Your objective -
If a line in the records below contains the word "this", return that line.

+++ The data

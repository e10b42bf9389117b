//! Block schema declarations and the registry that enforces them.
//!
//! A schema declares a block type's shape: its flavour tag, default property
//! values, its role in the tree and which flavours it may nest under or
//! contain. The registry is consulted by [`crate::doc::Document::add_block`]
//! before any block is materialized.

use std::collections::HashMap;
use std::sync::Arc;

use tessera_api::ModelError;

/// Structural role a block plays in the document tree.
#[derive(Debug, Clone, Copy, PartialEq, Eq)]
pub enum BlockRole {
    /// Container that aggregates other blocks (notes, database blocks).
    Hub,
    /// Leaf-ish content block (paragraphs, list items).
    Content,
}

/// Declaration of one block type.
pub struct BlockSchema {
    pub flavour: &'static str,
    pub role: BlockRole,
    pub version: u32,
    /// Flavours this block may be placed under. Empty means top-level only.
    pub parent_flavours: &'static [&'static str],
    /// Flavours allowed as direct children.
    pub child_flavours: &'static [&'static str],
    /// Per-flavour default property values, materialized at block creation.
    defaults: fn() -> serde_json::Map<String, serde_json::Value>,
}

impl BlockSchema {
    pub fn defaults(&self) -> serde_json::Map<String, serde_json::Value> {
        (self.defaults)()
    }

    /// Whether `key` is a schema-declared property of this flavour.
    pub fn has_property(&self, key: &str) -> bool {
        self.defaults().contains_key(key)
    }
}

fn empty_defaults() -> serde_json::Map<String, serde_json::Value> {
    serde_json::Map::new()
}

fn paragraph_defaults() -> serde_json::Map<String, serde_json::Value> {
    let mut props = serde_json::Map::new();
    props.insert("text".to_string(), serde_json::Value::String(String::new()));
    props
}

fn database_defaults() -> serde_json::Map<String, serde_json::Value> {
    let mut props = serde_json::Map::new();
    props.insert("views".to_string(), serde_json::json!([]));
    props.insert("columns".to_string(), serde_json::json!([]));
    props.insert("cells".to_string(), serde_json::json!({}));
    props
}

/// Registry of block schemas, keyed by flavour.
#[derive(Clone)]
pub struct SchemaRegistry {
    schemas: HashMap<&'static str, Arc<BlockSchema>>,
}

impl SchemaRegistry {
    pub fn new() -> Self {
        Self {
            schemas: HashMap::new(),
        }
    }

    /// The built-in flavours: `note`, `paragraph`, `list`, `database`.
    pub fn builtin() -> Self {
        let mut registry = Self::new();
        for schema in [
            BlockSchema {
                flavour: "note",
                role: BlockRole::Hub,
                version: 1,
                parent_flavours: &[],
                child_flavours: &["paragraph", "list", "database"],
                defaults: empty_defaults,
            },
            BlockSchema {
                flavour: "paragraph",
                role: BlockRole::Content,
                version: 1,
                parent_flavours: &["note", "paragraph", "list", "database"],
                child_flavours: &["paragraph", "list"],
                defaults: paragraph_defaults,
            },
            BlockSchema {
                flavour: "list",
                role: BlockRole::Content,
                version: 1,
                parent_flavours: &["note", "paragraph", "list", "database"],
                child_flavours: &["paragraph", "list"],
                defaults: paragraph_defaults,
            },
            BlockSchema {
                flavour: "database",
                role: BlockRole::Hub,
                version: 2,
                parent_flavours: &["note"],
                child_flavours: &["paragraph", "list"],
                defaults: database_defaults,
            },
        ] {
            // Built-in flavours are distinct by construction.
            registry
                .register(schema)
                .expect("built-in schema flavours must be unique");
        }
        registry
    }

    pub fn register(&mut self, schema: BlockSchema) -> Result<(), ModelError> {
        if self.schemas.contains_key(schema.flavour) {
            return Err(ModelError::DuplicateFlavour {
                flavour: schema.flavour.to_string(),
            });
        }
        self.schemas.insert(schema.flavour, Arc::new(schema));
        Ok(())
    }

    pub fn get(&self, flavour: &str) -> Result<Arc<BlockSchema>, ModelError> {
        self.schemas
            .get(flavour)
            .cloned()
            .ok_or_else(|| ModelError::UnknownFlavour {
                flavour: flavour.to_string(),
            })
    }

    /// Validate that a block of `child` flavour may be placed under a block
    /// of `parent` flavour.
    pub fn validate_placement(&self, child: &str, parent: &str) -> Result<(), ModelError> {
        let child_schema = self.get(child)?;
        let parent_schema = self.get(parent)?;

        let child_accepts = child_schema.parent_flavours.contains(&parent);
        let parent_accepts = parent_schema.child_flavours.contains(&child);
        if child_accepts && parent_accepts {
            Ok(())
        } else {
            Err(ModelError::InvalidParent {
                child: child.to_string(),
                parent: parent.to_string(),
            })
        }
    }
}

impl Default for SchemaRegistry {
    fn default() -> Self {
        Self::builtin()
    }
}

#[cfg(test)]
mod tests {
    use super::*;

    #[test]
    fn builtin_registry_knows_database_flavour() {
        let registry = SchemaRegistry::builtin();
        let schema = registry.get("database").unwrap();
        assert_eq!(schema.role, BlockRole::Hub);
        assert_eq!(schema.version, 2);
        assert!(schema.has_property("columns"));
        assert!(schema.has_property("cells"));
        assert!(schema.has_property("views"));
    }

    #[test]
    fn duplicate_flavour_is_rejected() {
        let mut registry = SchemaRegistry::builtin();
        let err = registry
            .register(BlockSchema {
                flavour: "database",
                role: BlockRole::Hub,
                version: 1,
                parent_flavours: &[],
                child_flavours: &[],
                defaults: empty_defaults,
            })
            .unwrap_err();
        assert!(matches!(err, ModelError::DuplicateFlavour { .. }));
    }

    #[test]
    fn database_only_nests_under_note() {
        let registry = SchemaRegistry::builtin();
        assert!(registry.validate_placement("database", "note").is_ok());
        assert!(matches!(
            registry.validate_placement("database", "paragraph"),
            Err(ModelError::InvalidParent { .. })
        ));
    }

    #[test]
    fn unknown_flavour_is_an_error() {
        let registry = SchemaRegistry::builtin();
        assert!(matches!(
            registry.get("whiteboard"),
            Err(ModelError::UnknownFlavour { .. })
        ));
    }
}
impl Document {
    pub fn new(doc_id: impl Into<String>, schemas: SchemaRegistry) -> Result<Self, ModelError> {
        let doc_id = doc_id.into();
        let peer_id = rand::random::<u64>();
        let doc = LoroDoc::new();
        doc.set_peer_id(peer_id).map_err(crdt_err)?;
        let undo = UndoManager::new(&doc);

        info!("created document '{}' with peer_id {}", doc_id, peer_id);

        let (change_tx, _) = broadcast::channel(64);
        Ok(Self {
            doc_id,
            peer_id,
            doc: Mutex::new(doc),
            undo: Mutex::new(undo),
            schemas,
            change_tx,
            listeners: Mutex::new(Vec::new()),
        })
    }

    /// Rebuild a document from an exported snapshot.
    pub fn from_snapshot(
        doc_id: impl Into<String>,
        schemas: SchemaRegistry,
        snapshot: &[u8],
    ) -> Result<Self, ModelError> {
        let document = Self::new(doc_id, schemas)?;
        {
            let doc = document.doc.lock().unwrap();
            doc.import(snapshot).map_err(crdt_err)?;
        }
        Ok(document)
    }

    pub fn doc_id(&self) -> &str {
        &self.doc_id
    }

    pub fn peer_id(&self) -> PeerID {
        self.peer_id
    }

    pub fn schemas(&self) -> &SchemaRegistry {
        &self.schemas
    }

    /// Generate a globally unique block/view id.
    pub fn generate_id(&self) -> String {
        Uuid::new_v4().to_string()
    }

    /// Run `f` as one atomic batch: all edits commit together and observers
    /// see exactly one batch of change notifications afterwards.
    pub fn transact<F, R>(&self, f: F) -> Result<R, ModelError>
    where
        F: FnOnce(&TransactionCtx) -> Result<R, ModelError>,
    {
        let changes;
        let result;
        {
            let doc = self.doc.lock().unwrap();
            let ctx = TransactionCtx {
                doc: &doc,
                changes: RefCell::new(Vec::new()),
            };
            result = f(&ctx)?;
            doc.commit();
            changes = ctx.changes.into_inner();
        }
        if !changes.is_empty() {
            debug!("transaction committed with {} change(s)", changes.len());
            self.publish(changes);
        }
        Ok(result)
    }

    /// Undo checkpoint: seals whatever came before into its own undo step so
    /// the next transaction is undoable as a discrete user-visible action.
    pub fn capture_sync(&self) {
        self.doc.lock().unwrap().commit();
        let mut undo = self.undo.lock().unwrap();
        if let Err(e) = undo.record_new_checkpoint() {
            warn!("failed to record undo checkpoint: {}", e);
        }
    }

    /// Undo the latest checkpointed step. Returns whether anything applied.
    pub fn undo(&self) -> Result<bool, ModelError> {
        let applied = self.undo.lock().unwrap().undo().map_err(crdt_err)?;
        if applied {
            self.publish(vec![BlockChange::Refresh]);
        }
        Ok(applied)
    }

    pub fn redo(&self) -> Result<bool, ModelError> {
        let applied = self.undo.lock().unwrap().redo().map_err(crdt_err)?;
        if applied {
            self.publish(vec![BlockChange::Refresh]);
        }
        Ok(applied)
    }

    /// Insert a new block of `flavour` into the tree, materializing its
    /// schema defaults. Placement is validated against the schema registry.
    pub fn add_block(
        self: &Arc<Self>,
        flavour: &str,
        parent_id: Option<&str>,
    ) -> Result<BlockModel, ModelError> {
        let schema = self.schemas.get(flavour)?;
        if let Some(parent) = parent_id {
            let parent_flavour = self.block_flavour(parent)?;
            self.schemas.validate_placement(flavour, &parent_flavour)?;
        }

        let id = self.generate_id();
        let now = chrono::Utc::now().timestamp_millis();
        let defaults = schema.defaults();

        self.transact(|tx| {
            let map = tx.create_block_map(&id)?;
            map.insert(KEY_FLAVOUR, loro::LoroValue::from(flavour))
                .map_err(crdt_err)?;
            map.insert(
                KEY_PARENT_ID,
                loro::LoroValue::from(parent_id.unwrap_or(NO_PARENT_ID)),
            )
            .map_err(crdt_err)?;
            map.insert(KEY_CREATED_AT, loro::LoroValue::from(now))
                .map_err(crdt_err)?;
            map.insert(KEY_UPDATED_AT, loro::LoroValue::from(now))
                .map_err(crdt_err)?;
            for (key, value) in &defaults {
                tx.set_json(&id, key, value)?;
            }
            Ok(())
        })?;

        debug!("added block {} (flavour '{}')", id, flavour);
        Ok(BlockModel::new(Arc::clone(self), id, schema))
    }

    /// Remove a block from the tree. Unknown ids are a silent no-op.
    pub fn delete_block(&self, block_id: &str) -> Result<(), ModelError> {
        self.transact(|tx| {
            let blocks = tx.doc.get_map(BLOCKS_BY_ID);
            if blocks.get(block_id).is_none() {
                return Ok(());
            }
            blocks.delete(block_id).map_err(crdt_err)?;
            tx.record(block_id, "deleted");
            Ok(())
        })
    }

    /// Explicit re-publish of one top-level property. Used when a property
    /// was replaced wholesale (not edited in place) and observers must be
    /// told the top-level value changed.
    pub fn update_block(
        &self,
        block_id: &str,
        property: &str,
        value: &impl Serialize,
    ) -> Result<(), ModelError> {
        self.transact(|tx| tx.set_json(block_id, property, value))
    }

    /// Merge an update produced by a remote peer. Observers receive a
    /// coarse-grained refresh since the update's footprint is not re-derived.
    pub fn apply_update(&self, update: &[u8]) -> Result<(), ModelError> {
        {
            let doc = self.doc.lock().unwrap();
            doc.import(update).map_err(crdt_err)?;
        }
        debug!("applied remote update of {} bytes", update.len());
        self.publish(vec![BlockChange::Refresh]);
        Ok(())
    }

    /// Export every local update (for shipping to a remote peer).
    pub fn export_updates(&self) -> Result<Vec<u8>, ModelError> {
        let doc = self.doc.lock().unwrap();
        doc.export(loro::ExportMode::updates_owned(Default::default()))
            .map_err(crdt_err)
    }

    pub fn export_snapshot(&self) -> Result<Vec<u8>, ModelError> {
        let doc = self.doc.lock().unwrap();
        doc.export(loro::ExportMode::Snapshot).map_err(crdt_err)
    }

    pub fn contains_block(&self, block_id: &str) -> bool {
        let doc = self.doc.lock().unwrap();
        doc.get_map(BLOCKS_BY_ID).get(block_id).is_some()
    }

    pub fn block_flavour(&self, block_id: &str) -> Result<String, ModelError> {
        let doc = self.doc.lock().unwrap();
        read_string(&doc, block_id, KEY_FLAVOUR)?.ok_or_else(|| ModelError::BlockNotFound {
            id: block_id.to_string(),
        })
    }

    /// Read a JSON-encoded property outside any transaction.
    pub fn get_prop_json<T: DeserializeOwned>(
        &self,
        block_id: &str,
        property: &str,
    ) -> Result<Option<T>, ModelError> {
        let doc = self.doc.lock().unwrap();
        read_json(&doc, block_id, property)
    }

    /// Read a rich-text field. Missing containers read as empty.
    pub fn get_text(&self, block_id: &str, key: &str) -> Result<String, ModelError> {
        let doc = self.doc.lock().unwrap();
        read_text(&doc, block_id, key)
    }

    pub(crate) fn has_prop(&self, block_id: &str, key: &str) -> Result<bool, ModelError> {
        let doc = self.doc.lock().unwrap();
        has_key(&doc, block_id, key)
    }

    /// Subscribe to change batches on an async channel.
    pub fn subscribe(&self) -> broadcast::Receiver<Vec<BlockChange>> {
        self.change_tx.subscribe()
    }

    /// Register a synchronous listener invoked inline after each commit.
    pub fn add_listener(&self, listener: ChangeListener) {
        self.listeners.lock().unwrap().push(listener);
    }

    fn publish(&self, changes: Vec<BlockChange>) {
        {
            let listeners = self.listeners.lock().unwrap();
            for listener in listeners.iter() {
                listener(&changes);
            }
        }
        // Send failures just mean nobody is subscribed.
        let _ = self.change_tx.send(changes);
    }
}
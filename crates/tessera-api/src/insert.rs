//! Relative insertion directives and their resolution to concrete indices.

use serde::{Deserialize, Serialize};

/// Where to insert an item into an ordered sequence, relative to existing
/// entries.
#[derive(Debug, Clone, PartialEq, Eq, Serialize, Deserialize)]
#[serde(rename_all = "lowercase")]
pub enum InsertPosition {
    Start,
    End,
    /// Directly before the item with the given id.
    Before(String),
    /// Directly after the item with the given id.
    After(String),
}

impl InsertPosition {
    pub fn before(id: impl Into<String>) -> Self {
        InsertPosition::Before(id.into())
    }

    pub fn after(id: impl Into<String>) -> Self {
        InsertPosition::After(id.into())
    }
}

/// Resolve an insertion directive to a splice index into `items`.
///
/// A `Before`/`After` anchor that is not present in the sequence resolves to
/// the end, matching how the original editor degrades when the anchor was
/// deleted concurrently.
pub fn insert_position_to_index<T>(
    position: &InsertPosition,
    items: &[T],
    id_of: impl Fn(&T) -> &str,
) -> usize {
    match position {
        InsertPosition::Start => 0,
        InsertPosition::End => items.len(),
        InsertPosition::Before(anchor) => items
            .iter()
            .position(|item| id_of(item) == anchor.as_str())
            .unwrap_or(items.len()),
        InsertPosition::After(anchor) => items
            .iter()
            .position(|item| id_of(item) == anchor.as_str())
            .map(|i| i + 1)
            .unwrap_or(items.len()),
    }
}
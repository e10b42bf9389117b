//! Generic block model: a typed handle over one block in the document tree.

use std::sync::Arc;

use tracing::debug;

use crate::doc::Document;
use crate::schema::BlockSchema;
use tessera_api::ModelError;

/// A block node: an id, a flavour and schema-defined properties, backed by
/// the owning document. Created only by [`Document::add_block`]; a model
/// never exists without a containing document.
pub struct BlockModel {
    doc: Arc<Document>,
    id: String,
    schema: Arc<BlockSchema>,
}

impl std::fmt::Debug for BlockModel {
    fn fmt(&self, f: &mut std::fmt::Formatter<'_>) -> std::fmt::Result {
        f.debug_struct("BlockModel")
            .field("id", &self.id)
            .field("flavour", &self.schema.flavour)
            .finish_non_exhaustive()
    }
}

impl BlockModel {
    pub(crate) fn new(doc: Arc<Document>, id: String, schema: Arc<BlockSchema>) -> Self {
        Self { doc, id, schema }
    }

    /// Re-attach a model to an existing block, e.g. after deserializing a
    /// document from a snapshot. Fails if the block is missing or its stored
    /// flavour does not match the requested one.
    pub fn attach(doc: Arc<Document>, block_id: &str, flavour: &str) -> Result<Self, ModelError> {
        let actual = doc.block_flavour(block_id)?;
        if actual != flavour {
            return Err(ModelError::FlavourMismatch {
                expected: flavour.to_string(),
                actual,
            });
        }
        let schema = doc.schemas().get(flavour)?;
        Ok(Self::new(doc, block_id.to_string(), schema))
    }

    pub fn id(&self) -> &str {
        &self.id
    }

    pub fn flavour(&self) -> &str {
        self.schema.flavour
    }

    pub fn schema(&self) -> &BlockSchema {
        &self.schema
    }

    pub fn doc(&self) -> &Arc<Document> {
        &self.doc
    }

    /// Read one schema-declared property.
    pub fn property(&self, key: &str) -> Result<Option<serde_json::Value>, ModelError> {
        self.doc.get_prop_json(&self.id, key)
    }

    /// Read all schema-declared properties of this block.
    pub fn properties(&self) -> Result<serde_json::Map<String, serde_json::Value>, ModelError> {
        let mut props = serde_json::Map::new();
        for key in self.schema.defaults().keys() {
            if let Some(value) = self.doc.get_prop_json(&self.id, key)? {
                props.insert(key.clone(), value);
            }
        }
        Ok(props)
    }

    /// Update properties through a schema-validated, transactional write.
    /// Keys the schema does not declare are rejected before anything is
    /// written.
    pub fn update_properties(
        &self,
        partial: &serde_json::Map<String, serde_json::Value>,
    ) -> Result<(), ModelError> {
        for key in partial.keys() {
            if !self.schema.has_property(key) {
                return Err(ModelError::UnknownFlavourProperty {
                    flavour: self.schema.flavour.to_string(),
                    property: key.clone(),
                });
            }
        }
        debug!(
            "updating {} propert(ies) on block {}",
            partial.len(),
            self.id
        );
        self.doc.transact(|tx| {
            for (key, value) in partial {
                tx.set_json(&self.id, key, value)?;
            }
            Ok(())
        })
    }
}

#[cfg(test)]
mod tests {
    use super::*;
    use crate::schema::SchemaRegistry;
    use anyhow::Result;
    use serde_json::json;

    fn paragraph() -> Result<BlockModel> {
        let doc = Arc::new(Document::new("test-doc", SchemaRegistry::builtin())?);
        let note = doc.add_block("note", None)?;
        Ok(doc.add_block("paragraph", Some(note.id()))?)
    }

    #[test]
    fn properties_start_at_schema_defaults() -> Result<()> {
        let block = paragraph()?;
        let props = block.properties()?;
        assert_eq!(props.get("text"), Some(&json!("")));
        Ok(())
    }

    #[test]
    fn update_properties_round_trips() -> Result<()> {
        let block = paragraph()?;
        let mut partial = serde_json::Map::new();
        partial.insert("text".to_string(), json!("hello"));
        block.update_properties(&partial)?;
        assert_eq!(block.property("text")?, Some(json!("hello")));
        Ok(())
    }

    #[test]
    fn undeclared_property_is_rejected_before_writing() -> Result<()> {
        let block = paragraph()?;
        let mut partial = serde_json::Map::new();
        partial.insert("text".to_string(), json!("changed"));
        partial.insert("bogus".to_string(), json!(1));
        assert!(block.update_properties(&partial).is_err());

        // Nothing was written, including the valid key.
        assert_eq!(block.property("text")?, Some(json!("")));
        Ok(())
    }

    #[test]
    fn attach_validates_flavour() -> Result<()> {
        let block = paragraph()?;
        let doc = block.doc().clone();
        let id = block.id().to_string();

        assert!(BlockModel::attach(doc.clone(), &id, "paragraph").is_ok());
        assert!(matches!(
            BlockModel::attach(doc, &id, "database"),
            Err(ModelError::FlavourMismatch { .. })
        ));
        Ok(())
    }
}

++++++

Task response -
    /// Flavours this block may be placed under. Empty means top-level only.
    /// Whether `key` is a schema-declared property of this flavour.
    /// Read all schema-declared properties of this block.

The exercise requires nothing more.